5/3/10 Gov. Arnold Schwarzenegger today withdrew his support for a plan he championed to allow new offshore oil drilling off Santa Barbara County, citing the disastrous oil spill in the Gulf of Mexico.
Schwarzenegger, whose administration as recently as Friday defended the proposed Tranquillon Ridge offshore drilling project, said images of the spill in the Gulf changed his mind.
"All of you have seen, when you turn on the television, the devastation in the Gulf, and I'm sure that they also were assured that it was safe to drill," he said at a news conference today. "I see on TV the birds drenched in oil, the fisherman out of work, the massive oil spill and oil slick destroying our precious ecosystem. That will not happen here in California, and this is why I am withdrawing my support for the T-Rridge project."
His new stance all but guarantees the demise of the proposal by a Texas oil company to allow the first new drilling in state waters in 40 years.
The governor had previously argued that the state, which is currently facing a $20 billion budget shortfall, should approve the plan to raise as much as $100 million a year in new revenue.
The plan would allow Plains Exploration & Production Co. (PXP) of Houston to use an existing oil platform in federal waters to drill just over the line in state waters. The plan included an agreement by Plains to shut down all operations in the area after 14 years.
"My support for the T-Ridge project in California was based on numerous studies making me feel it was safe to drill ... and a commitment to remove the platforms," Schwarzenegger said at the news conference, which largely focused on wildfire protection.

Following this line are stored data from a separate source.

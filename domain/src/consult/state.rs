//! Consultation state machine
//!
//! Legal transitions form a single forward path; `Aborted` is a universal
//! sink reachable from any non-terminal state and carries its cause.

use crate::core::error::ConsultError;
use serde::{Deserialize, Serialize};

/// Lifecycle state of a consultation
#[derive(Debug, Clone, Copy, PartialEq, Eq, Hash, Serialize, Deserialize)]
#[serde(rename_all = "snake_case")]
pub enum ConsultState {
    Estimating,
    AwaitingConsent,
    Independent,
    Synthesis,
    CrossExam,
    Verdict,
    Complete,
    Aborted,
}

impl ConsultState {
    pub fn as_str(&self) -> &'static str {
        match self {
            ConsultState::Estimating => "estimating",
            ConsultState::AwaitingConsent => "awaiting_consent",
            ConsultState::Independent => "independent",
            ConsultState::Synthesis => "synthesis",
            ConsultState::CrossExam => "cross_exam",
            ConsultState::Verdict => "verdict",
            ConsultState::Complete => "complete",
            ConsultState::Aborted => "aborted",
        }
    }

    /// Position on the forward path; `Aborted` has none.
    fn ordinal(&self) -> Option<u8> {
        match self {
            ConsultState::Estimating => Some(0),
            ConsultState::AwaitingConsent => Some(1),
            ConsultState::Independent => Some(2),
            ConsultState::Synthesis => Some(3),
            ConsultState::CrossExam => Some(4),
            ConsultState::Verdict => Some(5),
            ConsultState::Complete => Some(6),
            ConsultState::Aborted => None,
        }
    }

    pub fn is_terminal(&self) -> bool {
        matches!(self, ConsultState::Complete | ConsultState::Aborted)
    }
}

impl std::fmt::Display for ConsultState {
    fn fmt(&self, f: &mut std::fmt::Formatter<'_>) -> std::fmt::Result {
        write!(f, "{}", self.as_str())
    }
}

/// Cause recorded when a consultation enters `Aborted`
#[derive(Debug, Clone, Copy, PartialEq, Eq, Serialize, Deserialize)]
#[serde(rename_all = "snake_case")]
pub enum AbortReason {
    AllAgentsFailed,
    SynthesisFailed,
    CostExceeded,
    UserCancelled,
    Timeout,
    Error,
}

impl AbortReason {
    /// Wire string used in partial-result files.
    pub fn wire_str(&self) -> &'static str {
        match self {
            AbortReason::UserCancelled => "user_pulse_cancel",
            AbortReason::Timeout => "timeout",
            AbortReason::CostExceeded => "cost_exceeded_estimate",
            AbortReason::AllAgentsFailed | AbortReason::SynthesisFailed | AbortReason::Error => {
                "error"
            }
        }
    }
}

impl std::fmt::Display for AbortReason {
    fn fmt(&self, f: &mut std::fmt::Formatter<'_>) -> std::fmt::Result {
        let s = match self {
            AbortReason::AllAgentsFailed => "all-agents-failed",
            AbortReason::SynthesisFailed => "synthesis-failed",
            AbortReason::CostExceeded => "cost-exceeded",
            AbortReason::UserCancelled => "user-cancelled",
            AbortReason::Timeout => "timeout",
            AbortReason::Error => "error",
        };
        write!(f, "{}", s)
    }
}

/// Enforces monotone forward transitions through the consultation states.
///
/// The machine starts in `Estimating`. Skipping states is allowed only
/// forward (early termination jumps Synthesis → Complete); moving backward
/// or leaving a terminal state fails with `InvalidTransition`.
#[derive(Debug, Clone)]
pub struct StateMachine {
    state: ConsultState,
    abort_reason: Option<AbortReason>,
}

impl StateMachine {
    pub fn new() -> Self {
        Self {
            state: ConsultState::Estimating,
            abort_reason: None,
        }
    }

    pub fn state(&self) -> ConsultState {
        self.state
    }

    pub fn abort_reason(&self) -> Option<AbortReason> {
        self.abort_reason
    }

    /// Advance to `next`. Legal moves are the immediate successor on the
    /// forward path, plus the early-exit edges into `Complete` from the
    /// round states (early termination, truncated `max_rounds`). `Aborted`
    /// must be entered through [`StateMachine::abort`].
    pub fn transition(&mut self, next: ConsultState) -> Result<(), ConsultError> {
        let invalid = || ConsultError::InvalidTransition {
            from: self.state.to_string(),
            to: next.to_string(),
        };

        if self.state.is_terminal() || next == ConsultState::Aborted {
            return Err(invalid());
        }

        let early_exit = next == ConsultState::Complete
            && matches!(
                self.state,
                ConsultState::Independent | ConsultState::Synthesis | ConsultState::CrossExam
            );

        match (self.state.ordinal(), next.ordinal()) {
            (Some(from), Some(to)) if to == from + 1 || early_exit => {
                self.state = next;
                Ok(())
            }
            _ => Err(invalid()),
        }
    }

    /// Enter the `Aborted` sink, recording the cause. Frozen afterwards.
    pub fn abort(&mut self, reason: AbortReason) -> Result<(), ConsultError> {
        if self.state.is_terminal() {
            return Err(ConsultError::InvalidTransition {
                from: self.state.to_string(),
                to: ConsultState::Aborted.to_string(),
            });
        }
        self.state = ConsultState::Aborted;
        self.abort_reason = Some(reason);
        Ok(())
    }
}

impl Default for StateMachine {
    fn default() -> Self {
        Self::new()
    }
}

#[cfg(test)]
mod tests {
    use super::*;

    #[test]
    fn test_full_forward_path() {
        let mut sm = StateMachine::new();
        assert_eq!(sm.state(), ConsultState::Estimating);
        for next in [
            ConsultState::AwaitingConsent,
            ConsultState::Independent,
            ConsultState::Synthesis,
            ConsultState::CrossExam,
            ConsultState::Verdict,
            ConsultState::Complete,
        ] {
            sm.transition(next).unwrap();
            assert_eq!(sm.state(), next);
        }
    }

    #[test]
    fn test_backward_transition_rejected() {
        let mut sm = StateMachine::new();
        sm.transition(ConsultState::AwaitingConsent).unwrap();
        sm.transition(ConsultState::Independent).unwrap();
        let err = sm.transition(ConsultState::AwaitingConsent).unwrap_err();
        assert!(matches!(err, ConsultError::InvalidTransition { .. }));
        assert_eq!(sm.state(), ConsultState::Independent);
    }

    #[test]
    fn test_early_termination_jump_is_forward() {
        let mut sm = StateMachine::new();
        sm.transition(ConsultState::AwaitingConsent).unwrap();
        sm.transition(ConsultState::Independent).unwrap();
        sm.transition(ConsultState::Synthesis).unwrap();
        // Converge early termination skips CrossExam and Verdict
        sm.transition(ConsultState::Complete).unwrap();
        assert_eq!(sm.state(), ConsultState::Complete);
    }

    #[test]
    fn test_skipping_consent_rejected() {
        let mut sm = StateMachine::new();
        let err = sm.transition(ConsultState::Independent).unwrap_err();
        assert!(matches!(err, ConsultError::InvalidTransition { .. }));
        assert_eq!(sm.state(), ConsultState::Estimating);
    }

    #[test]
    fn test_complete_not_reachable_before_rounds() {
        let mut sm = StateMachine::new();
        sm.transition(ConsultState::AwaitingConsent).unwrap();
        assert!(sm.transition(ConsultState::Complete).is_err());
    }

    #[test]
    fn test_abort_from_any_state_carries_reason() {
        let mut sm = StateMachine::new();
        sm.abort(AbortReason::UserCancelled).unwrap();
        assert_eq!(sm.state(), ConsultState::Aborted);
        assert_eq!(sm.abort_reason(), Some(AbortReason::UserCancelled));
    }

    #[test]
    fn test_terminal_states_are_frozen() {
        let mut sm = StateMachine::new();
        sm.abort(AbortReason::Error).unwrap();
        assert!(sm.transition(ConsultState::Independent).is_err());
        assert!(sm.abort(AbortReason::Timeout).is_err());
        // The original reason survives
        assert_eq!(sm.abort_reason(), Some(AbortReason::Error));

        let mut sm = StateMachine::new();
        sm.transition(ConsultState::AwaitingConsent).unwrap();
        sm.transition(ConsultState::Independent).unwrap();
        sm.transition(ConsultState::Synthesis).unwrap();
        sm.transition(ConsultState::Complete).unwrap();
        assert!(sm.transition(ConsultState::Aborted).is_err());
        assert!(sm.abort(AbortReason::Error).is_err());
    }

    #[test]
    fn test_wire_strings() {
        assert_eq!(AbortReason::UserCancelled.wire_str(), "user_pulse_cancel");
        assert_eq!(AbortReason::CostExceeded.wire_str(), "cost_exceeded_estimate");
        assert_eq!(AbortReason::Timeout.wire_str(), "timeout");
        assert_eq!(AbortReason::AllAgentsFailed.wire_str(), "error");
        assert_eq!(AbortReason::SynthesisFailed.wire_str(), "error");
    }
}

"If I have a choice between $100 million and what you area see in the Gulf of Mexico, I'd rather just find out a way to make up for that $100 million," he said. "(When) you turn on television and see the enormous disaster, you say to yourself, why would we want to take that risk? The risk is just much greater than the money is worth, and so we will figure out how to deal with the extra $100 million problem."